There are no medications and budgetary allocation has been inadequate. Staff agitates before financial releases are made. People are chained at prayer camps. Psychiatric hospital lands are being encroached upon. To address these issues of neglect of mental health care, the Mental Health Law was passed as a tool to re-engineer the society to live up to its responsibility with mental health. Since the law was passed, it was only in the last week of December 2017 that money was released to the authority and we are thankful to God for his small mercies.
The awaited Legislative Instrument (LI) will set up a mechanism of funding-a mental health levy. Once that levy is established, we shall all as citizens contribute to it. As of now, the Mental Health Act is not being implemented fully as envisaged. We promised Ghanaians that in five years, there would be a change in our treatment of the mentally-ill; there would be no patients on the streets of Accra and other cities and towns, prayer camps would have stopped chaining patients, psychiatric hospitals would always have drugs to attend to patients, staff would not have to cry every day before money is released to the hospitals to feed patients, etc.

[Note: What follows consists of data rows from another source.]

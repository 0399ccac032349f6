//! Typed run configuration.
//!
//! The whole run is described by a single YAML file loaded into [`Config`].
//! The value is validated once at load time and then passed by reference to
//! each component; there is no process-global mutable configuration store.

use std::path::{Path, PathBuf};
use std::time::Duration;

use color_eyre::Result;
use log::info;
use serde::{Deserialize, Serialize};

/// Errors produced by configuration validation
#[derive(Debug, thiserror::Error)]
pub enum ConfigError {
    #[error("Invalid network configuration: {0}")]
    InvalidNetwork(String),

    #[error("Invalid wallet configuration: {0}")]
    InvalidWallet(String),

    #[error("Invalid generator configuration: {0}")]
    InvalidGenerator(String),

    #[error("Invalid funding configuration: {0}")]
    InvalidFunding(String),
}

/// Top-level run configuration
#[derive(Debug, Clone, Serialize, Deserialize)]
pub struct Config {
    pub network: NetworkConfig,
    pub wallet: WalletConfig,
    pub generator: GeneratorConfig,
    pub funding: FundingConfig,
    #[serde(default)]
    pub timing: TimingConfig,
}

/// Per-shard endpoints and RPC behaviour
#[derive(Debug, Clone, Serialize, Deserialize)]
pub struct NetworkConfig {
    /// JSON-RPC endpoint URLs, indexed by shard id
    pub endpoints: Vec<String>,
    /// Fixed timeout applied to every RPC call
    #[serde(with = "humantime_serde", default = "default_rpc_timeout")]
    pub rpc_timeout: Duration,
}

/// External wallet CLI settings
#[derive(Debug, Clone, Serialize, Deserialize)]
pub struct WalletConfig {
    /// Wallet binary: shorthand name resolved under ~/.shardload/bin, or an
    /// explicit path
    pub binary: String,
    /// Passphrase applied to every locally created keystore entry
    pub passphrase: String,
    /// Optional directory of keystore files to bulk-import at startup
    #[serde(skip_serializing_if = "Option::is_none")]
    pub keystore_dir: Option<PathBuf>,
}

/// Transaction generator settings
#[derive(Debug, Clone, Serialize, Deserialize)]
pub struct GeneratorConfig {
    /// Worker thread cap for the shared pool
    pub threads: usize,
    /// Relative weight of each shard when sampling the source shard;
    /// must have one entry per endpoint
    pub source_shard_weights: Vec<u32>,
    /// Relative weight of each shard when sampling the destination shard
    pub sink_shard_weights: Vec<u32>,
    /// Reject same-shard (src, dst) pairs
    #[serde(default)]
    pub cross_shard_only: bool,
    /// Track and assign nonces locally instead of letting the wallet CLI
    /// query one per call
    #[serde(default)]
    pub enforce_nonce: bool,
    /// Stop after issuing this many transfer calls; absent = run until stopped
    #[serde(skip_serializing_if = "Option::is_none")]
    pub max_transactions: Option<u64>,
    /// Amount per generated transfer, in whole tokens
    pub amount: f64,
    pub gas_price: f64,
    pub gas_limit: u64,
}

/// Funding orchestrator settings
#[derive(Debug, Clone, Serialize, Deserialize)]
pub struct FundingConfig {
    /// Target balance for each newly funded account
    pub init_balance: f64,
    /// Minimum balance a registry account must hold on the requested shard
    /// to qualify as a funding source
    pub min_source_balance: f64,
    /// Gas allowance added on top of each middleman's group total
    #[serde(default = "default_gas_overhead")]
    pub gas_overhead: f64,
    /// Address that drained middleman balances are returned to; defaults to
    /// the source account that funded the middleman
    #[serde(skip_serializing_if = "Option::is_none")]
    pub refund_address: Option<String>,
}

/// Poll intervals and confirmation timeouts
#[derive(Debug, Clone, Serialize, Deserialize)]
pub struct TimingConfig {
    /// How long `send` waits for a confirmation before giving up
    #[serde(with = "humantime_serde", default = "default_confirmation_timeout")]
    pub confirmation_timeout: Duration,
    /// Poll interval while waiting for a confirmation
    #[serde(with = "humantime_serde", default = "default_poll_interval")]
    pub poll_interval: Duration,
    /// Interval between status snapshots in monitor mode
    #[serde(with = "humantime_serde", default = "default_status_interval")]
    pub status_interval: Duration,
}

impl Default for TimingConfig {
    fn default() -> Self {
        Self {
            confirmation_timeout: default_confirmation_timeout(),
            poll_interval: default_poll_interval(),
            status_interval: default_status_interval(),
        }
    }
}

fn default_rpc_timeout() -> Duration {
    Duration::from_secs(10)
}

fn default_confirmation_timeout() -> Duration {
    Duration::from_secs(60)
}

fn default_poll_interval() -> Duration {
    Duration::from_secs(2)
}

fn default_status_interval() -> Duration {
    Duration::from_secs(10)
}

fn default_gas_overhead() -> f64 {
    0.05
}

impl Config {
    /// Validate the configuration
    pub fn validate(&self) -> Result<(), ConfigError> {
        if self.network.endpoints.is_empty() {
            return Err(ConfigError::InvalidNetwork(
                "at least one shard endpoint is required".to_string(),
            ));
        }
        if self.network.rpc_timeout.is_zero() {
            return Err(ConfigError::InvalidNetwork(
                "rpc_timeout must be non-zero".to_string(),
            ));
        }

        if self.wallet.binary.is_empty() {
            return Err(ConfigError::InvalidWallet(
                "wallet binary cannot be empty".to_string(),
            ));
        }

        let shards = self.network.endpoints.len();
        Self::validate_weights(
            "source_shard_weights",
            &self.generator.source_shard_weights,
            shards,
        )?;
        Self::validate_weights(
            "sink_shard_weights",
            &self.generator.sink_shard_weights,
            shards,
        )?;

        if self.generator.threads == 0 {
            return Err(ConfigError::InvalidGenerator(
                "threads must be at least 1".to_string(),
            ));
        }
        if self.generator.amount <= 0.0 {
            return Err(ConfigError::InvalidGenerator(
                "amount must be positive".to_string(),
            ));
        }
        if self.generator.gas_price <= 0.0 {
            return Err(ConfigError::InvalidGenerator(
                "gas_price must be positive".to_string(),
            ));
        }
        if self.generator.gas_limit == 0 {
            return Err(ConfigError::InvalidGenerator(
                "gas_limit must be non-zero".to_string(),
            ));
        }
        if self.generator.cross_shard_only && shards < 2 {
            return Err(ConfigError::InvalidGenerator(
                "cross_shard_only requires at least 2 shards".to_string(),
            ));
        }

        if self.funding.init_balance <= 0.0 {
            return Err(ConfigError::InvalidFunding(
                "init_balance must be positive".to_string(),
            ));
        }
        if self.funding.min_source_balance < 0.0 {
            return Err(ConfigError::InvalidFunding(
                "min_source_balance cannot be negative".to_string(),
            ));
        }

        Ok(())
    }

    fn validate_weights(field: &str, weights: &[u32], shards: usize) -> Result<(), ConfigError> {
        if weights.len() != shards {
            return Err(ConfigError::InvalidGenerator(format!(
                "{} must have one entry per endpoint ({} entries for {} shards)",
                field,
                weights.len(),
                shards
            )));
        }
        if weights.iter().all(|&w| w == 0) {
            return Err(ConfigError::InvalidGenerator(format!(
                "{} must contain at least one non-zero weight",
                field
            )));
        }
        Ok(())
    }

    /// Number of shards this run addresses
    pub fn num_shards(&self) -> u32 {
        self.network.endpoints.len() as u32
    }
}

/// Load and parse configuration from a YAML file
pub fn load_config(config_path: &Path) -> Result<Config> {
    info!("Loading configuration from: {:?}", config_path);

    let file = std::fs::File::open(config_path)?;
    let config: Config = serde_yaml::from_reader(file)?;

    config.validate()?;

    info!(
        "Configuration loaded: {} shards, {} worker threads",
        config.num_shards(),
        config.generator.threads
    );

    Ok(config)
}

#[cfg(test)]
pub(crate) fn sample_config() -> Config {
    Config {
        network: NetworkConfig {
            endpoints: vec![
                "http://127.0.0.1:9500".to_string(),
                "http://127.0.0.1:9502".to_string(),
            ],
            rpc_timeout: default_rpc_timeout(),
        },
        wallet: WalletConfig {
            binary: "hwallet".to_string(),
            passphrase: "test-pass".to_string(),
            keystore_dir: None,
        },
        generator: GeneratorConfig {
            threads: 4,
            source_shard_weights: vec![1, 1],
            sink_shard_weights: vec![1, 1],
            cross_shard_only: false,
            enforce_nonce: false,
            max_transactions: None,
            amount: 1.0,
            gas_price: 1.0,
            gas_limit: 21000,
        },
        funding: FundingConfig {
            init_balance: 10.0,
            min_source_balance: 100.0,
            gas_overhead: 0.05,
            refund_address: None,
        },
        timing: TimingConfig::default(),
    }
}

These promises were made on the assumption that following the passage of the bill, the enabling LI would shortly be passed and funds would be available but that is not happening. Were critics rights that the law would not make any difference in mental health because funds would still not be released? Both the Ministry of Health and the government have the responsibility to prove critics wrong by passing the LI and releasing the funds. The parliamentarians insist that they will not pass the LI until we decouple the passage of the LI from the establishment of the levy.
That is unfortunate, for the LI without the levy will not change our financial fortunes. May the President kindly note that our neglect of mental health care is a dent in our democratic credentials.
We cannot claim to respect human rights when 19 per cent of Ghanaians with mental health issues are ignored. We need four things from the government: Pass the LI to the mental health law, establish the mental health levy as called for by the Mental Health Act 846, release money for mental health care and procure psychotropic medicines for mental health care now With the levy established, the Mental Health Authority will be able to run a first-class mental health service. Without such a service, our development as a nation will always be retarded and Ghanaians will rightly blame governments.
About 40 percent of all general hospital attendances have a mental illness component.